## The task
Look through the material and copy each line holding "handler".
= Beginning of Section =
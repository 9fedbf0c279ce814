//! Workflow Escalator
//!
//! Opens the configured workflow store and runs the escalation scheduler until
//! SIGINT/SIGTERM. Settings come from a TOML file, then `WF_*` overrides.
//!
//! ## Environment Variables
//!
//! | Variable | Default | Description |
//! |----------|---------|-------------|
//! | `WF_CONFIG` | `workflow.toml` | Configuration file (optional) |
//! | `WF_DEFINITIONS` | - | JSON array of process definitions registered at startup |
//! | `WF_DATABASE_KIND` | `memory` | `memory`, `sqlite`, `postgres`, `mongo` |
//! | `WF_DATABASE_URL` | - | Connection URL (required unless `memory`) |
//! | `WF_DATABASE_MAX_CONNECTIONS` | `10` | SQL pool size |
//! | `WF_MONGO_DATABASE` | `workflow` | MongoDB database name |
//! | `WF_ESCALATION_ENABLED` | `false` | Run the scheduler |
//! | `WF_ESCALATION_INTERVAL_SECS` | `300` | Seconds between sweeps |
//! | `WF_LOG_LEVEL` | `info` | Default log level |
//! | `WF_LOG_JSON` | `false` | JSON log output |
//! | `RUST_LOG` | - | Overrides log filtering |

use std::path::{Path, PathBuf};
use std::sync::Arc;
use std::time::Duration;

use anyhow::{Context, Result};
use clap::Parser;
use sqlx::postgres::PgPoolOptions;
use sqlx::sqlite::SqlitePoolOptions;
use tokio::signal;
use tracing::{info, warn};
use tracing_subscriber::EnvFilter;

use wf_config::{DatabaseConfig, DatabaseKind, LoggingConfig, WorkflowConfig};
use wf_engine::repository::mongo::{MongoDefinitionRepository, MongoInstanceRepository};
use wf_engine::repository::postgres::{PostgresDefinitionRepository, PostgresInstanceRepository};
use wf_engine::repository::sqlite::{SqliteDefinitionRepository, SqliteInstanceRepository};
use wf_engine::repository::{InMemoryDefinitionRepository, InMemoryInstanceRepository};
use wf_engine::{
    DefinitionRepository, EscalationScheduler, EscalationSchedulerConfig, InstanceRepository,
    ProcessDefinition, WorkflowServices,
};

/// Workflow escalation worker
#[derive(Parser, Debug)]
#[command(name = "wf-escalator")]
#[command(about = "Periodic SLA escalation for workflow instances")]
struct Args {
    /// Configuration file
    #[arg(long, env = "WF_CONFIG", default_value = "workflow.toml")]
    config: PathBuf,

    /// Process definitions (JSON array) to register before sweeping
    #[arg(long, env = "WF_DEFINITIONS")]
    definitions: Option<PathBuf>,

    /// Run a single sweep and exit
    #[arg(long, default_value = "false")]
    once: bool,
}

#[tokio::main]
async fn main() -> Result<()> {
    let args = Args::parse();

    let config = WorkflowConfig::load(Some(args.config.as_path()))
        .with_context(|| format!("loading {}", args.config.display()))?;

    init_logging(&config.logging);
    info!(
        backend = ?config.database.kind,
        targets = config.escalation.targets.len(),
        "Starting workflow escalator"
    );

    let (definitions, instances) = open_store(&config.database).await?;
    let services = WorkflowServices::new(definitions, instances, &config);

    if let Some(path) = &args.definitions {
        register_definitions(&services, path).await?;
    }

    let scheduler_config = EscalationSchedulerConfig::from_config(&config.escalation);

    if args.once {
        let result = wf_engine::scheduler::sweep(&services.escalation, &scheduler_config).await;
        info!(
            found = result.total_found,
            escalated = result.total_escalated,
            errors = result.errors.len(),
            "Single sweep complete"
        );
        return Ok(());
    }

    if !config.escalation.enabled {
        warn!("Escalation is disabled (escalation.enabled = false), nothing to do");
        return Ok(());
    }

    let scheduler = EscalationScheduler::start(services.escalation.clone(), scheduler_config);

    info!("Workflow escalator started");
    info!("Press Ctrl+C to shutdown");

    shutdown_signal().await;
    info!("Shutdown signal received...");

    if tokio::time::timeout(Duration::from_secs(30), scheduler.shutdown())
        .await
        .is_err()
    {
        warn!("Escalation sweep did not finish within 30s");
    }

    info!("Workflow escalator shutdown complete");
    Ok(())
}

fn init_logging(logging: &LoggingConfig) {
    let default_level = logging
        .level
        .parse::<tracing::Level>()
        .unwrap_or(tracing::Level::INFO);
    let filter = EnvFilter::from_default_env().add_directive(default_level.into());

    if logging.json {
        tracing_subscriber::fmt().json().with_env_filter(filter).init();
    } else {
        tracing_subscriber::fmt().with_env_filter(filter).init();
    }
}

async fn open_store(
    database: &DatabaseConfig,
) -> Result<(Arc<dyn DefinitionRepository>, Arc<dyn InstanceRepository>)> {
    let url = || {
        database
            .url
            .clone()
            .ok_or_else(|| anyhow::anyhow!("database.url is required for {:?}", database.kind))
    };

    match database.kind {
        DatabaseKind::Memory => {
            info!("Using in-memory workflow store");
            Ok((
                Arc::new(InMemoryDefinitionRepository::new()),
                Arc::new(InMemoryInstanceRepository::new()),
            ))
        }
        DatabaseKind::Sqlite => {
            let url = url()?;
            let pool = SqlitePoolOptions::new()
                .max_connections(sqlite_pool_size(&url, database.max_connections))
                .connect(&url)
                .await?;
            wf_engine::repository::sqlite::init_schema(&pool).await?;
            info!("Using SQLite workflow store: {}", url);
            Ok((
                Arc::new(SqliteDefinitionRepository::new(pool.clone())),
                Arc::new(SqliteInstanceRepository::new(pool)),
            ))
        }
        DatabaseKind::Postgres => {
            let pool = PgPoolOptions::new()
                .max_connections(database.max_connections)
                .connect(&url()?)
                .await?;
            wf_engine::repository::postgres::init_schema(&pool).await?;
            info!("Using PostgreSQL workflow store");
            Ok((
                Arc::new(PostgresDefinitionRepository::new(pool.clone())),
                Arc::new(PostgresInstanceRepository::new(pool)),
            ))
        }
        DatabaseKind::Mongo => {
            let client = mongodb::Client::with_uri_str(&url()?).await?;
            let db = client.database(&database.mongo_database);
            let definitions = MongoDefinitionRepository::new(&db);
            definitions.init_indexes().await?;
            let instances = MongoInstanceRepository::new(&db);
            instances.init_indexes().await?;
            info!("Using MongoDB workflow store: {}", database.mongo_database);
            Ok((Arc::new(definitions), Arc::new(instances)))
        }
    }
}

/// Every connection to an in-memory SQLite URL opens its own empty database
fn sqlite_pool_size(url: &str, configured: u32) -> u32 {
    if url.contains(":memory:") || url.contains("mode=memory") {
        1
    } else {
        configured
    }
}

async fn register_definitions(services: &WorkflowServices, path: &Path) -> Result<()> {
    let raw = std::fs::read_to_string(path)
        .with_context(|| format!("reading {}", path.display()))?;
    let definitions: Vec<ProcessDefinition> = serde_json::from_str(&raw)?;

    for definition in definitions {
        let graph = services.definitions.register_process(definition).await?;
        let process = graph.process();
        info!(
            code = %process.code,
            version = process.version,
            "Registered process from {}",
            path.display()
        );
    }
    Ok(())
}

async fn shutdown_signal() {
    let ctrl_c = async {
        signal::ctrl_c().await.expect("failed to install Ctrl+C handler");
    };

    #[cfg(unix)]
    let terminate = async {
        signal::unix::signal(signal::unix::SignalKind::terminate())
            .expect("failed to install signal handler")
            .recv()
            .await;
    };

    #[cfg(not(unix))]
    let terminate = std::future::pending::<()>();

    tokio::select! {
        _ = ctrl_c => {},
        _ = terminate => {},
    }
}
= End of Section =
## Response to this task
        signal::ctrl_c().await.expect("failed to install Ctrl+C handler");
            .expect("failed to install signal handler")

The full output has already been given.